### What to produce
Read through the listing below, and copy every line where the string "struct" appears.

### Extracted information
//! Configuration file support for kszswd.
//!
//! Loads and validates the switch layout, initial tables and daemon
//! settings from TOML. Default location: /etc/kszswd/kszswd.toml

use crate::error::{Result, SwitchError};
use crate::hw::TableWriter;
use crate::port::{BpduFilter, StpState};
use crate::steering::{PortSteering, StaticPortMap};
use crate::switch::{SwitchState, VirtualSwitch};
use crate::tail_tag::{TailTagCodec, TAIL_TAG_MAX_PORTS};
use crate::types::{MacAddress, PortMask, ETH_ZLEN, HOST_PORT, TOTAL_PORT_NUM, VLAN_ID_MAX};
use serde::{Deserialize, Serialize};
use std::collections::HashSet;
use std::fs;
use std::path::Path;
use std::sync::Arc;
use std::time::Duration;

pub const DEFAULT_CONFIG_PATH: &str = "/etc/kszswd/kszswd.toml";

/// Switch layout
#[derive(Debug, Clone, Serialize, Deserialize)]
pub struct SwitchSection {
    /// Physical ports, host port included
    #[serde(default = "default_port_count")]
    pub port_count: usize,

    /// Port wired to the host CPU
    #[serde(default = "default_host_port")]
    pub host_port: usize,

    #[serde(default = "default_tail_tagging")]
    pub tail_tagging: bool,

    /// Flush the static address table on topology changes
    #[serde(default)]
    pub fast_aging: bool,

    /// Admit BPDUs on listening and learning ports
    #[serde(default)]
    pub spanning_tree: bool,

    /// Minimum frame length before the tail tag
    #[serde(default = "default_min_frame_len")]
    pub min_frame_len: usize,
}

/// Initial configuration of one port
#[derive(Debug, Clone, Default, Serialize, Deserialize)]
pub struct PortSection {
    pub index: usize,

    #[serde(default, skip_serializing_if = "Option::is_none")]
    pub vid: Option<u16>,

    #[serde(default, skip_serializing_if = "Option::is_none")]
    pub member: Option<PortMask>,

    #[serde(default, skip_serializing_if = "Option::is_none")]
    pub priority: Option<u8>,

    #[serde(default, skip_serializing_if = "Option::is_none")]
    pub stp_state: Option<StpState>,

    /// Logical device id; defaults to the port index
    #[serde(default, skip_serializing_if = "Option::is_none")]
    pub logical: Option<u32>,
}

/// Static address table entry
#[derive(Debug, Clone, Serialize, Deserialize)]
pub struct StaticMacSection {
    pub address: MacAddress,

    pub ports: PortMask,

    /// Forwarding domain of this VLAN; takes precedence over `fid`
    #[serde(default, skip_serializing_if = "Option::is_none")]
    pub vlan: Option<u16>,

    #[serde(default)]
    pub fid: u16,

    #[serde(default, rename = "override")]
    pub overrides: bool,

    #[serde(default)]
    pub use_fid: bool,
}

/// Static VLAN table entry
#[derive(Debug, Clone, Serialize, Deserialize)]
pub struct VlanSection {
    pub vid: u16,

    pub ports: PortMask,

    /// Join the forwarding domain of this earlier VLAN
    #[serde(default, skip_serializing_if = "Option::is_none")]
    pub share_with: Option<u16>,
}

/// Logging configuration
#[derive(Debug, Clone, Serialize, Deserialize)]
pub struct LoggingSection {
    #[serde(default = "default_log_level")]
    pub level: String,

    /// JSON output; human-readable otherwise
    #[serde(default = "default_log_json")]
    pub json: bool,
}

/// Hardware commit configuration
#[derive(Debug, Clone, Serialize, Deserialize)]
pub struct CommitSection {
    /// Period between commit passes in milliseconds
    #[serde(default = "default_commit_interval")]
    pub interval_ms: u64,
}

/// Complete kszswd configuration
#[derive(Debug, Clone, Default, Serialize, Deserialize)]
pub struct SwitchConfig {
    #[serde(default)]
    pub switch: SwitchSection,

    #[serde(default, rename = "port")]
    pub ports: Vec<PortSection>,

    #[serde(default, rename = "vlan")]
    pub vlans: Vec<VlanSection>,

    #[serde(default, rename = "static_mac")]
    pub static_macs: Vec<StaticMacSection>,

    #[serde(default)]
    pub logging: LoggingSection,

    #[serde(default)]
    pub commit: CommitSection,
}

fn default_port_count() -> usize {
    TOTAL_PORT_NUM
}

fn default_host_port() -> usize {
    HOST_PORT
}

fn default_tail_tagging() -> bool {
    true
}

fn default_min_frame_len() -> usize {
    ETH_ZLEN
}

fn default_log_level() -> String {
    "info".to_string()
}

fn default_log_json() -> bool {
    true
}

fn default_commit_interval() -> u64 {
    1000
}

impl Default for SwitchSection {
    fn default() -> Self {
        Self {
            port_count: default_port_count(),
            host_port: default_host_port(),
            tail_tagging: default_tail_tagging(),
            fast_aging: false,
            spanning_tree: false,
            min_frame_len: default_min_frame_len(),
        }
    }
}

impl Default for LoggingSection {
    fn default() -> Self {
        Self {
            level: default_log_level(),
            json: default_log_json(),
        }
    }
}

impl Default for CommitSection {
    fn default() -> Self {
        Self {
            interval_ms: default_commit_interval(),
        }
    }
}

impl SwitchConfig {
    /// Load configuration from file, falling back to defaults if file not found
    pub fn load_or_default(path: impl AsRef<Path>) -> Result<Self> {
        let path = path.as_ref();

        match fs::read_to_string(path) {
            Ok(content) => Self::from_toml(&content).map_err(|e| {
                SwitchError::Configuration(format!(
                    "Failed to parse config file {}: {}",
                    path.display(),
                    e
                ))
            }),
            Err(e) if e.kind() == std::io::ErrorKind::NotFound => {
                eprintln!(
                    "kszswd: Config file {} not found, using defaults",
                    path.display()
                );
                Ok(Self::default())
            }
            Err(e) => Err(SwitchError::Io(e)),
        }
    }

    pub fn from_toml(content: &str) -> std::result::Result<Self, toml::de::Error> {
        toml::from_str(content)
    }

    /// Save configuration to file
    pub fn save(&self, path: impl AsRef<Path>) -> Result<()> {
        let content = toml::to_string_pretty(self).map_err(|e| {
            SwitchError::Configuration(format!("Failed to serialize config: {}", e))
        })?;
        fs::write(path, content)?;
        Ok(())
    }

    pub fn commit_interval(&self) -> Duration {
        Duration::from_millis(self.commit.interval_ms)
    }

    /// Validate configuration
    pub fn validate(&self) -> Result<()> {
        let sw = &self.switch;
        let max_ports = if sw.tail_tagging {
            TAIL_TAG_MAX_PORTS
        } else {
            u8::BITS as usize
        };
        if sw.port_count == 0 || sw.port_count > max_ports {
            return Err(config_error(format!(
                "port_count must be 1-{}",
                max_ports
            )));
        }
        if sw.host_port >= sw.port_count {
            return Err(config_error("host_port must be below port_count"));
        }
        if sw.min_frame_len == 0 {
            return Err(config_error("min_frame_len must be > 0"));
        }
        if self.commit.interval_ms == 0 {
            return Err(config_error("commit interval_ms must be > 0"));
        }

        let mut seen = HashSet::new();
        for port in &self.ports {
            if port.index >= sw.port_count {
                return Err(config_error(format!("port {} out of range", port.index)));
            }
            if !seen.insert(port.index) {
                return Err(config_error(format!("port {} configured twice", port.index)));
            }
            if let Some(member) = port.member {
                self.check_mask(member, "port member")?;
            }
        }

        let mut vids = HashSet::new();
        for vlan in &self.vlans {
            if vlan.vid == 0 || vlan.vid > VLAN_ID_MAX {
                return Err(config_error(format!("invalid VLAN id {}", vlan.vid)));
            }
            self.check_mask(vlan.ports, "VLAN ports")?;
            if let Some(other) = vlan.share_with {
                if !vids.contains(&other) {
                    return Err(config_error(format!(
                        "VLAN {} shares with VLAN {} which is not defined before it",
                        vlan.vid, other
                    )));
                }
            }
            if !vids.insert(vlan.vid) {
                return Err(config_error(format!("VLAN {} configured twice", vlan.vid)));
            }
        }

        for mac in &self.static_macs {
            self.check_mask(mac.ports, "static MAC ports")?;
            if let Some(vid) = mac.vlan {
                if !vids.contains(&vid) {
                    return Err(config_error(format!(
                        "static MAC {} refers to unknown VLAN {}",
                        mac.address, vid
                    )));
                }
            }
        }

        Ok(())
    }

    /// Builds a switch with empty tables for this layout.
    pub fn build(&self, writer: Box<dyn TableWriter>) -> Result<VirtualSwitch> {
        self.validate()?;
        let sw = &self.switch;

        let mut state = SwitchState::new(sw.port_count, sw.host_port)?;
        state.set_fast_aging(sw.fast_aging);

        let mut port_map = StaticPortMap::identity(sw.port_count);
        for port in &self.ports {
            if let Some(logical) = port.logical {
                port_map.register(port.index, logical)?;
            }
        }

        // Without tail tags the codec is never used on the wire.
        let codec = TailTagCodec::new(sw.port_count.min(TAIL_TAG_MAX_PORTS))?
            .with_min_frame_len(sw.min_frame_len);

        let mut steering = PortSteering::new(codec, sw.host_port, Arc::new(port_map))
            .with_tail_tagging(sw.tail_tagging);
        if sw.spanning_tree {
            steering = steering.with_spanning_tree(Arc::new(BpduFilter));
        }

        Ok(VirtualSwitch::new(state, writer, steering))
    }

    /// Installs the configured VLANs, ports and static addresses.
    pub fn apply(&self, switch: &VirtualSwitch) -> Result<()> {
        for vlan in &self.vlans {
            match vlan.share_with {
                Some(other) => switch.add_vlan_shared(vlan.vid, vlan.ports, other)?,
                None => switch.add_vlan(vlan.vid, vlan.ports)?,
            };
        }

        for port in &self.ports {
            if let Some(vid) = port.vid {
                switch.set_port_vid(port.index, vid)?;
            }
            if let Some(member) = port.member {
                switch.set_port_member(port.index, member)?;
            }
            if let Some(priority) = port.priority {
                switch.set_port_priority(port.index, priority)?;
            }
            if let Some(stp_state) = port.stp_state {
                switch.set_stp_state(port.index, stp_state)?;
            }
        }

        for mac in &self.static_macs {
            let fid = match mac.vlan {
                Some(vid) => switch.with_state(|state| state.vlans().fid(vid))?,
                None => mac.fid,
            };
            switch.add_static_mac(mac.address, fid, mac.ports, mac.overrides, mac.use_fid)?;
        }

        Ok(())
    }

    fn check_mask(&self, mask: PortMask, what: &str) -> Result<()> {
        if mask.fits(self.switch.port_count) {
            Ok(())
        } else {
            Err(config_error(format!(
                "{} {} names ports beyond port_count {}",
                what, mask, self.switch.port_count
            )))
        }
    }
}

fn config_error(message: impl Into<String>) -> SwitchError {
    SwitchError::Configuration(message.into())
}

### Response area
pub struct SwitchSection {
pub struct PortSection {
pub struct StaticMacSection {
pub struct VlanSection {
pub struct LoggingSection {
pub struct CommitSection {
pub struct SwitchConfig {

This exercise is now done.